Task to carry out: Return the lines of the data below in which the string "DbClient" occurs.
━━ Available data ━━
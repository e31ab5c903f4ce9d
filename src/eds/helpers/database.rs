//! Database helper stage
//!
//! Same isolation pattern as the file helper: blocking database calls run
//! on a dedicated pool and completions travel back to the issuing stage
//! with the issuer's continuation token. The concrete client is an external
//! collaborator supplied through the [`DbClient`] trait.

use std::sync::Arc;

use thiserror::Error;
use tracing::debug;

use crate::domain_types::{QueueCapacity, WorkerCount};
use crate::eds::event::StageEvent;
use crate::eds::helpers::file_io::ContinuationToken;
use crate::eds::job::Job;
use crate::eds::queue::QueueError;
use crate::eds::stage::{EventHandler, EventHandlerFactory, Stage};

/// Errors a database client may report.
#[derive(Debug, Error, Clone, PartialEq, Eq)]
pub enum DbError {
    #[error("database unavailable: {0}")]
    Unavailable(String),

    #[error("statement failed: {0}")]
    Statement(String),
}

/// A result set returned by a query.
#[derive(Debug, Clone, Default, PartialEq, Eq)]
pub struct DbRows {
    pub columns: Vec<String>,
    pub rows: Vec<Vec<String>>,
}

/// Blocking database client interface. Implementations may block freely;
/// they only ever run on the helper stage's own workers.
pub trait DbClient: Send + Sync {
    fn query(&self, statement: &str) -> Result<DbRows, DbError>;
    fn execute(&self, statement: &str) -> Result<u64, DbError>;
}

/// Successful result of a database operation.
#[derive(Debug, Clone, PartialEq, Eq)]
pub enum DbOutcome {
    Rows(DbRows),
    Affected(u64),
}

/// Receives database completions on behalf of the issuing stage.
pub trait DbCompletionSink: Send + Sync {
    fn db_complete(
        &self,
        job: Arc<dyn Job>,
        token: ContinuationToken,
        result: Result<DbOutcome, DbError>,
    );
}

/// Events accepted by the database helper stage.
pub enum DbEvent {
    Query {
        job: Arc<dyn Job>,
        statement: String,
        token: ContinuationToken,
        sink: Arc<dyn DbCompletionSink>,
    },
    Execute {
        job: Arc<dyn Job>,
        statement: String,
        token: ContinuationToken,
        sink: Arc<dyn DbCompletionSink>,
    },
}

impl StageEvent for DbEvent {
    fn describe(&self) -> &'static str {
        match self {
            DbEvent::Query { .. } => "query",
            DbEvent::Execute { .. } => "execute",
        }
    }
}

/// Thread pool isolating blocking database calls from request workers.
pub struct DbHelperStage {
    stage: Arc<Stage<DbEvent>>,
}

impl DbHelperStage {
    pub fn new(capacity: QueueCapacity, workers: WorkerCount, client: Arc<dyn DbClient>) -> Arc<Self> {
        Arc::new(Self {
            stage: Stage::new(
                "db-helper",
                capacity,
                workers,
                Arc::new(DbHandlerFactory { client }),
            ),
        })
    }

    pub fn start(&self) {
        self.stage.start();
    }

    pub fn stop(&self) {
        self.stage.stop();
    }

    pub fn query(
        &self,
        job: Arc<dyn Job>,
        statement: impl Into<String>,
        token: ContinuationToken,
        sink: Arc<dyn DbCompletionSink>,
    ) -> Result<(), QueueError> {
        self.stage.post(DbEvent::Query {
            job,
            statement: statement.into(),
            token,
            sink,
        })
    }

    pub fn execute(
        &self,
        job: Arc<dyn Job>,
        statement: impl Into<String>,
        token: ContinuationToken,
        sink: Arc<dyn DbCompletionSink>,
    ) -> Result<(), QueueError> {
        self.stage.post(DbEvent::Execute {
            job,
            statement: statement.into(),
            token,
            sink,
        })
    }
}

impl std::fmt::Debug for DbHelperStage {
    fn fmt(&self, f: &mut std::fmt::Formatter<'_>) -> std::fmt::Result {
        f.debug_struct("DbHelperStage").finish_non_exhaustive()
    }
}

struct DbHandlerFactory {
    client: Arc<dyn DbClient>,
}

impl EventHandlerFactory<DbEvent> for DbHandlerFactory {
    fn new_handler(&self) -> Box<dyn EventHandler<DbEvent>> {
        Box::new(DbHandler {
            client: Arc::clone(&self.client),
        })
    }
}

struct DbHandler {
    client: Arc<dyn DbClient>,
}

impl EventHandler<DbEvent> for DbHandler {
    fn handle_event(&mut self, event: DbEvent) -> crate::Result<()> {
        match event {
            DbEvent::Query {
                job,
                statement,
                token,
                sink,
            } => {
                debug!(statement = %statement, "db query");
                let result = self.client.query(&statement).map(DbOutcome::Rows);
                sink.db_complete(job, token, result);
            }
            DbEvent::Execute {
                job,
                statement,
                token,
                sink,
            } => {
                debug!(statement = %statement, "db execute");
                let result = self.client.execute(&statement).map(DbOutcome::Affected);
                sink.db_complete(job, token, result);
            }
        }
        Ok(())
    }
}

#[cfg(test)]
mod tests {
    use super::*;
    use crate::eds::job::JobCore;
    use std::sync::mpsc;
    use std::sync::Mutex;
    use std::time::Duration;

    struct Plain {
        core: JobCore,
    }

    impl Job for Plain {
        fn core(&self) -> &JobCore {
            &self.core
        }

        fn as_any(self: Arc<Self>) -> Arc<dyn std::any::Any + Send + Sync> {
            self
        }
    }

    struct FixedClient;

    impl DbClient for FixedClient {
        fn query(&self, statement: &str) -> Result<DbRows, DbError> {
            if statement.contains("missing") {
                return Err(DbError::Statement("no such table".into()));
            }
            Ok(DbRows {
                columns: vec!["id".into()],
                rows: vec![vec!["1".into()], vec!["2".into()]],
            })
        }

        fn execute(&self, _statement: &str) -> Result<u64, DbError> {
            Ok(3)
        }
    }

    struct ChannelSink {
        tx: Mutex<mpsc::Sender<(ContinuationToken, Result<DbOutcome, DbError>)>>,
    }

    impl DbCompletionSink for ChannelSink {
        fn db_complete(
            &self,
            _job: Arc<dyn Job>,
            token: ContinuationToken,
            result: Result<DbOutcome, DbError>,
        ) {
            self.tx.lock().unwrap().send((token, result)).ok();
        }
    }

    #[test]
    fn query_and_execute_complete_with_tokens() {
        let helper = DbHelperStage::new(
            QueueCapacity::try_new(8).unwrap(),
            WorkerCount::try_new(1).unwrap(),
            Arc::new(FixedClient),
        );
        helper.start();

        let (tx, rx) = mpsc::channel();
        let sink = Arc::new(ChannelSink { tx: Mutex::new(tx) });
        let job: Arc<dyn Job> = Arc::new(Plain { core: JobCore::new() });

        helper
            .query(
                Arc::clone(&job),
                "select id from things",
                ContinuationToken::new(5, 1),
                Arc::clone(&sink) as Arc<dyn DbCompletionSink>,
            )
            .unwrap();
        let (token, result) = rx.recv_timeout(Duration::from_secs(2)).unwrap();
        assert_eq!(token.kind, 5);
        match result.unwrap() {
            DbOutcome::Rows(rows) => assert_eq!(rows.rows.len(), 2),
            other => panic!("unexpected outcome: {other:?}"),
        }

        helper
            .execute(
                job,
                "delete from things",
                ContinuationToken::new(6, 0),
                sink as Arc<dyn DbCompletionSink>,
            )
            .unwrap();
        let (token, result) = rx.recv_timeout(Duration::from_secs(2)).unwrap();
        assert_eq!(token.kind, 6);
        assert_eq!(result.unwrap(), DbOutcome::Affected(3));

        helper.stop();
    }
}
━━━
Answer for the task:
//! collaborator supplied through the [`DbClient`] trait.
pub trait DbClient: Send + Sync {
    pub fn new(capacity: QueueCapacity, workers: WorkerCount, client: Arc<dyn DbClient>) -> Arc<Self> {
    client: Arc<dyn DbClient>,
    client: Arc<dyn DbClient>,
    impl DbClient for FixedClient {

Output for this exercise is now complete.